(Work instructions)
Find the string "accepted" in the material. Copy every line that has it.

(Exercise data)
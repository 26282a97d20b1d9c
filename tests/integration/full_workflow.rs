//! Integration test: full end-to-end workflow.
//!
//! Tests the complete lifecycle:
//! 1. Register profiles and build a trust circle
//! 2. Publish an item and discover it through the circle
//! 3. Request overlapping bookings and observe the conflict
//! 4. Confirm as the owner, then fail to decide again
//! 5. Inspect blocked dates, quotes and per-user views

use std::sync::{Arc, Barrier};
use std::thread;

use chrono::NaiveDate;

use trustlend::{
    BookingStatus, Decision, ErrorKind, HandshakeLevel, MarketConfig, MarketError, Marketplace,
    Profile, UserId,
};

fn day(s: &str) -> NaiveDate {
    NaiveDate::parse_from_str(s, "%Y-%m-%d").unwrap()
}

fn market() -> Marketplace {
    Marketplace::in_memory(MarketConfig::default())
}

#[test]
fn full_workflow_trust_to_decision() {
    let m = market();
    let a = UserId::from("user-a");
    let b = UserId::from("user-b");
    let c = UserId::from("user-c");

    // ── Step 1: Profiles and trust ──────────────────────────────────────
    m.register_profile(Profile::new(a.clone(), "Alice", "alice@example.com"))
        .unwrap();
    m.register_profile(Profile::new(b.clone(), "Bob", "bob@example.com"))
        .unwrap();
    m.register_profile(Profile::new(c.clone(), "Carol", "carol@example.com"))
        .unwrap();

    m.add_trust_edge(&a, &b, 1).expect("A should be able to trust B");
    assert_eq!(m.handshake_level(&a, &b), HandshakeLevel::Direct);
    assert_eq!(m.handshake_level(&b, &a), HandshakeLevel::None);

    // ── Step 2: Publish and discover ────────────────────────────────────
    let x = m
        .publish_item(&b, "Cordless drill", 52.52, 13.40, 100.0)
        .expect("B should be able to publish");
    assert!(x.id.0.starts_with("item_"));

    let seen = m.list_visible_items(&a);
    assert_eq!(seen.len(), 1);
    assert_eq!(seen[0].item.id, x.id);
    assert_eq!(seen[0].handshake_level.as_u8(), 1);
    assert!(!seen[0].is_own_item);
    assert!(m.list_visible_items(&b)[0].is_own_item);

    // ── Step 3: Overlapping requests ────────────────────────────────────
    let booking_a = m
        .request_booking(&x.id, &a, day("2024-03-01"), day("2024-03-03"))
        .expect("A's request should be accepted");
    assert_eq!(booking_a.status, BookingStatus::Pending);

    let err = m
        .request_booking(&x.id, &c, day("2024-03-02"), day("2024-03-04"))
        .unwrap_err();
    assert_eq!(err.kind(), ErrorKind::IntervalConflict);
    match err {
        MarketError::IntervalConflict { existing, .. } => assert_eq!(existing, booking_a.id),
        other => panic!("expected IntervalConflict, got {other:?}"),
    }

    // ── Step 4: Owner decides exactly once ──────────────────────────────
    let err = m
        .decide_booking(&booking_a.id, &c, Decision::Confirm)
        .unwrap_err();
    assert_eq!(err.kind(), ErrorKind::Unauthorized);

    let confirmed = m
        .decide_booking(&booking_a.id, &b, Decision::Confirm)
        .expect("owner confirmation should succeed");
    assert_eq!(confirmed.status, BookingStatus::Confirmed);
    assert!(confirmed.decided_at.is_some());

    let err = m
        .decide_booking(&booking_a.id, &b, Decision::Cancel)
        .unwrap_err();
    assert_eq!(err.kind(), ErrorKind::InvalidTransition);
    assert_eq!(m.booking(&booking_a.id).unwrap().status, BookingStatus::Confirmed);

    // ── Step 5: Views ───────────────────────────────────────────────────
    let blocked: Vec<_> = m.list_blocked_dates(&x.id).into_iter().collect();
    assert_eq!(
        blocked,
        vec![day("2024-03-01"), day("2024-03-02"), day("2024-03-03")]
    );

    assert_eq!(m.quote_booking(&booking_a.id).unwrap(), 300.0);

    let mine = m.list_my_bookings(&a);
    assert_eq!(mine.len(), 1);
    assert_eq!(mine[0].item_title, "Cordless drill");
    assert_eq!(mine[0].total_price, 300.0);

    let incoming = m.list_incoming_requests(&b);
    assert_eq!(incoming.len(), 1);
    assert_eq!(incoming[0].borrower.display_name, "Alice");
    assert_eq!(incoming[0].borrower.contact, "alice@example.com");

    // C can book once the range no longer overlaps.
    m.request_booking(&x.id, &c, day("2024-03-04"), day("2024-03-05"))
        .expect("adjacent range should be accepted");
}

#[test]
fn cancelled_booking_frees_its_dates() {
    let m = market();
    let owner = UserId::from("owner");
    let a = UserId::from("a");
    let c = UserId::from("c");
    let item = m.publish_item(&owner, "Tent", 0.0, 0.0, 20.0).unwrap();

    let first = m
        .request_booking(&item.id, &a, day("2024-06-10"), day("2024-06-12"))
        .unwrap();
    m.decide_booking(&first.id, &owner, Decision::Cancel)
        .unwrap();

    assert!(m.list_blocked_dates(&item.id).is_empty());
    m.request_booking(&item.id, &c, day("2024-06-11"), day("2024-06-11"))
        .expect("cancelled booking should not block");
}

#[test]
fn concurrent_overlapping_requests_admit_one() {
    let m = Arc::new(market());
    let owner = UserId::from("owner");
    let item = m.publish_item(&owner, "Kayak", 0.0, 0.0, 35.0).unwrap();

    let barrier = Arc::new(Barrier::new(2));
    let handles: Vec<_> = [("a", "2024-03-01", "2024-03-03"), ("c", "2024-03-02", "2024-03-04")]
        .into_iter()
        .map(|(who, start, end)| {
            let m = Arc::clone(&m);
            let barrier = Arc::clone(&barrier);
            let item_id = item.id.clone();
            thread::spawn(move || {
                barrier.wait();
                m.request_booking(&item_id, &UserId::from(who), day(start), day(end))
            })
        })
        .collect();

    let results: Vec<_> = handles.into_iter().map(|h| h.join().unwrap()).collect();
    let accepted = results.iter().filter(|r| r.is_ok()).count();
    assert_eq!(accepted, 1);
    let rejected = results.iter().find_map(|r| r.as_ref().err()).unwrap();
    assert_eq!(rejected.kind(), ErrorKind::IntervalConflict);
}

#[test]
fn self_booking_is_rejected_by_default() {
    let m = market();
    let owner = UserId::from("owner");
    let item = m.publish_item(&owner, "Ladder", 0.0, 0.0, 5.0).unwrap();

    let err = m
        .request_booking(&item.id, &owner, day("2024-01-01"), day("2024-01-01"))
        .unwrap_err();
    assert_eq!(err.kind(), ErrorKind::Unauthorized);
}

#[test]
fn invalid_requests_report_input_errors() {
    let m = market();
    let owner = UserId::from("owner");
    let a = UserId::from("a");
    let item = m.publish_item(&owner, "Saw", 0.0, 0.0, 5.0).unwrap();

    let err = m
        .request_booking(&item.id, &a, day("2024-01-05"), day("2024-01-01"))
        .unwrap_err();
    assert_eq!(err.kind(), ErrorKind::InvalidInput);

    let err = m
        .request_booking(
            &trustlend::ItemId("item_missing".into()),
            &a,
            day("2024-01-01"),
            day("2024-01-02"),
        )
        .unwrap_err();
    assert_eq!(err.kind(), ErrorKind::NotFound);

    let err = m.publish_item(&owner, "Free lunch", 0.0, 0.0, -1.0).unwrap_err();
    assert_eq!(err.kind(), ErrorKind::InvalidInput);
}

#[test]
fn short_search_query_returns_nothing() {
    let m = market();
    let a = UserId::from("user-a");
    m.register_profile(Profile::new("u1", "Abby", "")).unwrap();
    m.register_profile(Profile::new("u2", "Abe", "")).unwrap();

    let results = m.search_profiles("ab", Some(&a), Some(5)).unwrap();
    assert!(results.is_empty());

    let results = m.search_profiles("abb", Some(&a), Some(5)).unwrap();
    assert_eq!(results.len(), 1);
    assert_eq!(results[0].display_name, "Abby");
}

#[test]
fn quote_counts_inclusive_days() {
    let m = market();
    assert_eq!(
        m.quote(100.0, day("2024-01-01"), day("2024-01-03")).unwrap(),
        300.0
    );
    assert_eq!(
        m.quote(100.0, day("2024-01-01"), day("2024-01-01")).unwrap(),
        100.0
    );
}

(Response to the task)
        .expect("A's request should be accepted");
        .expect("adjacent range should be accepted");
    let accepted = results.iter().filter(|r| r.is_ok()).count();
    assert_eq!(accepted, 1);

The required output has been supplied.